Thomas a Becket, the twelfth century Archbishop of Canterbury, is best remembered for his violent death at the hands of Henry II’s henchmen. But now I learn that in 1161 he was responsible for an ordinance of rules for the Southwark brothels at Bankside, known as stews. Among the provisions:
“a woman that lives by her body shall have free licence and liberty to come and go as she please without any interruption of the stew holder.”
Bankside had come under the jurisdiction of the Bishop of Winchester, Henry de Blois, in 1107. Because it was outside the law of the City of London the area became known as the Liberty of Winchester. But local people gave it the ironic name that stuck, the Liberty of the Clink, after the nearby prison. Henry financed the building of his residence, the elegant Palace of Winchester, with rents and license fees from the stews. The women who worked there became known as Winchester Geese in a sly nod to their connection with the bishop.
Church authorities may have regulated and profited from the prostitutes’ work, but when it came to spiritual matters they held firm. Such sinners could not be buried in consecrated ground. In John Stow’s 1598 Survey of London we find the first reference to what became known as the Crossbones Graveyard:
“these single women were forbidden the rites of the Church, so long as they continued that sinful life, and were excluded from Christian burial, if they were not reconciled before their death. And therefore there was a plot of ground, called the single woman’s churchyard, appointed for them, far from the parish church.”
This parish church is St Saviour and St Mary Overie, now known simply as Southwark Cathedral, about a ten minute walk from the graveyard near London Bridge. I must say I was quite confused by this name when I first came upon it. St. Mary Overie? Why were Mary’s reproductive organs mentioned? Surely irrelevant in a virgin birth. But I discover that the word overie is a corruption of “over the river” to differentiate the church from similarly named churches in the City of London. Nearby stand the ruins of Winchester Palace, a beautiful rose window open to the sky.

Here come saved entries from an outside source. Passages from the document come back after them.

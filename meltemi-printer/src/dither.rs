//! Floyd-Steinberg error diffusion for continuous-tone artwork
//!
//! Converts grayscale images (logos, photographic art) to 1-bit output
//! for thermal printing. Quantization error at each pixel is diffused
//! to its unvisited neighbours with the classic 4-tap kernel:
//!
//! ```text
//!           *    7/16
//!   3/16  5/16   1/16
//! ```
//!
//! Integer arithmetic only, so identical input always produces
//! bit-identical output. Text lines never go through this path: error
//! diffusion softens glyph edges, so text uses the fixed threshold in
//! [`crate::raster::luma_is_black`] instead.

use crate::raster::pack_row;

/// Dither a grayscale buffer (0 = black, 255 = white) to black/white flags
///
/// Returns one `bool` per pixel in row-major order, `true` = print black.
pub fn dither_to_flags(luma: &[u8], width: usize, height: usize) -> Vec<bool> {
    debug_assert_eq!(luma.len(), width * height);

    let mut buf: Vec<i32> = luma.iter().map(|&v| v as i32).collect();
    let mut out = Vec::with_capacity(width * height);

    for y in 0..height {
        for x in 0..width {
            let i = y * width + x;
            let old = buf[i];
            let (new, black) = if old < 128 { (0, true) } else { (255, false) };
            out.push(black);

            let err = old - new;
            if x + 1 < width {
                buf[i + 1] += err * 7 / 16;
            }
            if y + 1 < height {
                if x > 0 {
                    buf[i + width - 1] += err * 3 / 16;
                }
                buf[i + width] += err * 5 / 16;
                if x + 1 < width {
                    buf[i + width + 1] += err * 1 / 16;
                }
            }
        }
    }

    out
}

/// Dither a grayscale buffer and pack each row MSB-first
///
/// Rows whose width is not a multiple of 8 are padded with white.
/// Output length = `ceil(width/8) * height`.
pub fn dither_packed(luma: &[u8], width: usize, height: usize) -> Vec<u8> {
    let flags = dither_to_flags(luma, width, height);
    let mut out = Vec::with_capacity(width.div_ceil(8) * height);
    for row in flags.chunks(width) {
        out.extend(pack_row(row));
    }
    out
}
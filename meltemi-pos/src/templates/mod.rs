//! Document templates
//!
//! Each generator is a pure function from a typed payload and a
//! [`ReceiptConfig`] to an ordered list of styled lines. No side
//! effects, no clock reads: timestamps come from the payload, so the
//! same input always produces the same lines.
//!
//! The `classic` variant separates sections with horizontal rules; the
//! `modern` variant uses inverted "pill" box headers. Which one is
//! picked is configuration, never computed here.

mod assign;
mod checkout;
mod kitchen;
mod receipt;
mod zreport;

use meltemi_printer::{Align, LineStyle, StyledLine};

use crate::config::{ReceiptConfig, TemplateVariant};
use crate::types::Document;

pub use receipt::copy_label;

/// Generate the styled lines for any document
pub fn document_lines(
    doc: &Document,
    config: &ReceiptConfig,
    copy_label: Option<&str>,
) -> Vec<StyledLine> {
    match doc {
        Document::Receipt(data) => receipt::lines(data, config, copy_label),
        Document::KitchenTicket(data) => kitchen::lines(data, config),
        Document::ShiftCheckout(data) => checkout::lines(data, config),
        Document::ZReport(data) => zreport::lines(data, config),
        Document::AssignOrder(data) => assign::lines(data, config),
    }
}

/// A full-width horizontal rule
pub(crate) fn divider(config: &ReceiptConfig) -> StyledLine {
    StyledLine::new("-".repeat(config.profile().char_width), LineStyle::Small)
}

/// Section title: pill in `modern`, rule + centered bold in `classic`
pub(crate) fn section_header(title: &str, config: &ReceiptConfig, out: &mut Vec<StyledLine>) {
    match config.variant {
        TemplateVariant::Modern => {
            out.push(
                StyledLine::new(title, LineStyle::BoxHeader)
                    .with_align(Align::Center)
                    .inverted(),
            );
        }
        TemplateVariant::Classic => {
            out.push(divider(config));
            out.push(StyledLine::new(title, LineStyle::Bold).with_align(Align::Center));
        }
    }
}

/// Emphasized total row: inverted pill in `modern`, title-size in `classic`
pub(crate) fn total_row(
    label: &str,
    value: &str,
    config: &ReceiptConfig,
    out: &mut Vec<StyledLine>,
) {
    let style = match config.variant {
        TemplateVariant::Modern => LineStyle::BoxHeader,
        TemplateVariant::Classic => LineStyle::Title,
    };
    let mut line = StyledLine::new(label, style).with_right(value);
    if config.variant == TemplateVariant::Modern {
        line = line.inverted();
    }
    out.push(line);
}

/// Plain label/value row
pub(crate) fn kv(label: &str, value: &str, style: LineStyle) -> StyledLine {
    StyledLine::new(label, style).with_right(value)
}

#[cfg(test)]
mod tests {
    use super::*;
    use crate::config::ReceiptConfig;

    #[test]
    fn test_divider_matches_paper_width() {
        let mut config = ReceiptConfig::default();
        config.paper_mm = 58;
        assert_eq!(divider(&config).text.len(), 32);
        config.paper_mm = 80;
        assert_eq!(divider(&config).text.len(), 48);
    }

    #[test]
    fn test_section_header_variants() {
        let mut config = ReceiptConfig::default();

        let mut classic = Vec::new();
        config.variant = TemplateVariant::Classic;
        section_header("ITEMS", &config, &mut classic);
        assert_eq!(classic.len(), 2);
        assert!(!classic[1].inverted);

        let mut modern = Vec::new();
        config.variant = TemplateVariant::Modern;
        section_header("ITEMS", &config, &mut modern);
        assert_eq!(modern.len(), 1);
        assert!(modern[0].inverted);
        assert_eq!(modern[0].style, LineStyle::BoxHeader);
    }
}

The stews of Bankside flourished for hundreds of years. In 1546 Henry VIII, known for usually getting his way, ordered the closure of the stews. But many, including one with the incongruous name The Cardinal’s Cap, were back in business by the time of his daughter Elizabeth’s reign. It was left to the repressive Puritans under Cromwell to finally close the stews in 1647, along with bear pits, theaters, and all the ungodly entertainments of Southwark, “London’s pleasure-garden.”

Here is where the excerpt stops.